Someone is laughing all the way to the bank with their rotten juice … I mean … “Sparkling Probiotic Drink.” Whatever.
Today was fun filled. It actually started yesterday. I met up with Hot For Teacher for drinks aprés Renaissance Adventure Camp that both our kids are in.
I usually stop by Fuji with them to get onigiri (Japanese rice balls) which perks them up after a long day of sword fighting and role playing.
HFT bullied me into sitting in the sun WHICH I NEVER DO because I fear turkey neck almost as much as death.
We found a nice place on the roof and she forced me to drink three margaritas (which is too many margaritas, FYI) and we talked all kinds of shit, but quietly because our kids were right there being annoying.

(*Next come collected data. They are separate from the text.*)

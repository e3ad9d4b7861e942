use serde::{Deserialize, Serialize};

use super::session::UserType;

#[derive(Debug, Deserialize, Serialize)]
pub struct Config {
    pub session: SessionSettings,
    #[serde(default)]
    pub store: StoreSettings,
}

#[derive(Debug, Deserialize, Serialize, Clone)]
pub struct SessionSettings {
    pub email: String,
    #[serde(rename = "type", default)]
    pub user_type: UserType,
}

#[derive(Debug, Deserialize, Serialize, Clone)]
pub struct StoreSettings {
    #[serde(default = "default_backend")]
    pub backend: String,
    #[serde(default = "default_data_dir")]
    pub data_dir: String,
    #[serde(default)]
    pub base_url: Option<String>,
    #[serde(default)]
    pub token: Option<String>,
    #[serde(default = "default_timeout")]
    pub timeout_secs: u64,
}

impl Default for StoreSettings {
    fn default() -> Self {
        Self {
            backend: default_backend(),
            data_dir: default_data_dir(),
            base_url: None,
            token: None,
            timeout_secs: default_timeout(),
        }
    }
}

fn default_backend() -> String {
    "local".to_string()
}

fn default_data_dir() -> String {
    "data".to_string()
}

fn default_timeout() -> u64 {
    10
}
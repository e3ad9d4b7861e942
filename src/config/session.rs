use serde::{Deserialize, Serialize};
use std::fmt;

use super::settings::Config;

#[derive(Debug, Deserialize, Serialize, Clone, Copy, PartialEq, Eq, Default)]
pub enum UserType {
    #[default]
    Employee,
    Admin,
}

impl fmt::Display for UserType {
    fn fmt(&self, f: &mut fmt::Formatter<'_>) -> fmt::Result {
        match self {
            UserType::Employee => write!(f, "Employee"),
            UserType::Admin => write!(f, "Admin"),
        }
    }
}

/// The connected user, passed explicitly to every service call
#[derive(Debug, Clone, PartialEq)]
pub struct Session {
    pub email: String,
    pub user_type: UserType,
}

impl Session {
    /// Session from config.toml, with an optional email override
    pub fn from_config(config: &Config, email_override: Option<&str>) -> Self {
        Self {
            email: email_override
                .map(str::to_string)
                .unwrap_or_else(|| config.session.email.clone()),
            user_type: config.session.user_type,
        }
    }
}
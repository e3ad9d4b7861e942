use chrono::{Datelike, NaiveDate};

use super::model::BillStatus;

const MONTHS: [&str; 12] = [
    "Jan", "Fév", "Mar", "Avr", "Mai", "Jui", "Jui", "Aoû", "Sep", "Oct", "Nov", "Déc",
];

pub fn parse_date(raw: &str) -> Option<NaiveDate> {
    NaiveDate::parse_from_str(raw.trim(), "%Y-%m-%d").ok()
}

/// Format an ISO date as a short French date, e.g. "2004-04-04" -> "4 Avr. 04".
/// Returns None when the input is not a calendar date.
pub fn format_date(raw: &str) -> Option<String> {
    let date = parse_date(raw)?;
    let month = MONTHS[date.month0() as usize];
    Some(format!(
        "{} {}. {:02}",
        date.day(),
        month,
        date.year().rem_euclid(100)
    ))
}

pub fn format_status(status: BillStatus) -> &'static str {
    status.label()
}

It was all swords this, quest that, when all I really wanted was juicy gossip.
Just when I was feeling like an inferior parent because she was actually paying attention to the crap they were talking about, she offered $1 to anyone willing to eat a jalapeño. Scratchy stepped up.

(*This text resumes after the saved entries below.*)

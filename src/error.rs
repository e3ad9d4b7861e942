use std::fmt;
use std::path::PathBuf;
use thiserror::Error;

#[derive(Error, Debug)]
pub enum BilledError {
    #[error("Config directory not found at {0}. Run 'billed init' to create it.")]
    ConfigNotFound(PathBuf),

    #[error("Config file not found: {0}")]
    ConfigFileNotFound(PathBuf),

    #[error("Failed to parse config file {path}: {source}")]
    ConfigParse {
        path: PathBuf,
        #[source]
        source: toml::de::Error,
    },

    #[error("Config directory already exists at {0}")]
    AlreadyInitialized(PathBuf),

    #[error("Unknown store backend '{0}'. Use 'local' or 'http'.")]
    UnknownBackend(String),

    #[error("Store backend 'http' requires store.base_url in config.toml")]
    MissingBaseUrl,

    #[error("Unknown expense type '{0}'. Run 'billed types' to see the accepted values.")]
    InvalidExpenseType(String),

    #[error("Invalid file extension for '{0}'. Only jpg, jpeg and png receipts are accepted.")]
    InvalidFileExtension(String),

    #[error("No receipt file selected")]
    NoFileSelected,

    #[error("Receipt has not been uploaded yet")]
    NotStaged,

    #[error("This bill has already been submitted")]
    AlreadySubmitted,

    #[error("Missing required field '{0}'")]
    MissingField(&'static str),

    #[error("New bills must be pending, not '{0}'")]
    NotPending(String),

    #[error("Invalid date '{0}'. Expected YYYY-MM-DD.")]
    InvalidDate(String),

    #[error("Bill '{0}' not found")]
    BillNotFound(String),

    #[error("Bill '{0}' has no receipt attached")]
    NoReceipt(String),

    #[error("Receipt '{0}' is not a previewable image")]
    UnsupportedReceipt(String),

    #[error(transparent)]
    Fetch(#[from] FetchError),

    #[error(transparent)]
    Upload(#[from] UploadError),

    #[error(transparent)]
    Submit(#[from] SubmitError),

    #[error("IO error: {0}")]
    Io(#[from] std::io::Error),

    #[error("JSON error: {0}")]
    Json(#[from] serde_json::Error),
}

pub type Result<T> = std::result::Result<T, BilledError>;

/// Rejection reported by a [`BillsStore`](crate::store::BillsStore).
#[derive(Error, Debug, Clone, PartialEq)]
#[error("{message}")]
pub struct StoreError {
    pub status: Option<u16>,
    pub message: String,
}

impl StoreError {
    pub fn with_status(status: u16, message: impl Into<String>) -> Self {
        Self {
            status: Some(status),
            message: message.into(),
        }
    }

    pub fn other(message: impl Into<String>) -> Self {
        Self {
            status: None,
            message: message.into(),
        }
    }

    pub fn kind(&self) -> ErrorKind {
        ErrorKind::classify(self)
    }
}

impl From<std::io::Error> for StoreError {
    fn from(e: std::io::Error) -> Self {
        StoreError::other(e.to_string())
    }
}

impl From<serde_json::Error> for StoreError {
    fn from(e: serde_json::Error) -> Self {
        StoreError::other(format!("malformed store payload: {e}"))
    }
}

#[derive(Debug, Clone, Copy, PartialEq, Eq)]
pub enum ErrorKind {
    NotFound,
    ServerError,
    Unknown,
}

impl ErrorKind {
    /// An explicit status code wins over whatever the message says.
    pub fn classify(err: &StoreError) -> Self {
        match err.status {
            Some(404) => ErrorKind::NotFound,
            Some(500) => ErrorKind::ServerError,
            Some(_) => ErrorKind::Unknown,
            None if err.message.contains("404") => ErrorKind::NotFound,
            None if err.message.contains("500") => ErrorKind::ServerError,
            None => ErrorKind::Unknown,
        }
    }
}

impl fmt::Display for ErrorKind {
    fn fmt(&self, f: &mut fmt::Formatter<'_>) -> fmt::Result {
        match self {
            ErrorKind::NotFound => write!(f, "Erreur 404"),
            ErrorKind::ServerError => write!(f, "Erreur 500"),
            ErrorKind::Unknown => write!(f, "Erreur"),
        }
    }
}

#[derive(Error, Debug, Clone, PartialEq)]
#[error("Failed to fetch bills ({kind}): {message}")]
pub struct FetchError {
    pub kind: ErrorKind,
    pub message: String,
}

#[derive(Error, Debug, Clone, PartialEq)]
#[error("Failed to upload receipt ({kind}): {message}")]
pub struct UploadError {
    pub kind: ErrorKind,
    pub message: String,
}

#[derive(Error, Debug, Clone, PartialEq)]
#[error("Failed to submit bill ({kind}): {message}")]
pub struct SubmitError {
    pub kind: ErrorKind,
    pub message: String,
}

impl From<StoreError> for FetchError {
    fn from(e: StoreError) -> Self {
        Self {
            kind: e.kind(),
            message: e.message,
        }
    }
}

impl From<StoreError> for UploadError {
    fn from(e: StoreError) -> Self {
        Self {
            kind: e.kind(),
            message: e.message,
        }
    }
}

impl From<StoreError> for SubmitError {
    fn from(e: StoreError) -> Self {
        Self {
            kind: e.kind(),
            message: e.message,
        }
    }
}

That was money well spent. I love a sadistic mom.
I stopped off at Eureka to get a bone marrow burger (gross) for a friend of mine who asked me to pick him up from a little elective surgery (code for lipo and lid lift) and he was going to go home BY HIMSELF and I was like, guess again.
I practically had to sit on him to keep him from bouncing around but I was like, “Baby, I’ve just been there with the lipo, sit your ass down.”
He just had to have a marrow burger and coconut water. You cannot say I’m not a good friend because those are two things I would never buy. That and sparking drinking vinegar.
Me and HFT walked home where our kids ran ahead to and played on the roof in our absence. She communed with chickens.
Boulder is hopping right now. I woke up this morning to the sound of helicopters everywhere and it wasn’t until I dropped my kids off at the park did I realize it was Tube To Work Day.
I pulled over and watched the show.
Within five minutes I witnessed no less than two ambulance incidents. One dude thought he was having a heart attack and another person either broke her arm or dislocated her shoulder. By the sounds of her bloodcurdling screams I guess it was pretty bad.
Luckily the water rescue unit was parked in that lot but they were off on another rescue and I watched brave people stand in the waist deep water with her (she was on the opposite shore which was too steep to climb) and redirect tubers that inevitably crashed into them for a half hour.
That was some brutally cold water and it was running pretty high for 1000 people to jam down it. I remember when it was just ten people, I’m pretty sure my ex husband was one of them.
Between the icy cold collision course and the sparkling drinking vinegar, people must think Boulderites are insane, present company included. I’m inclined to agree.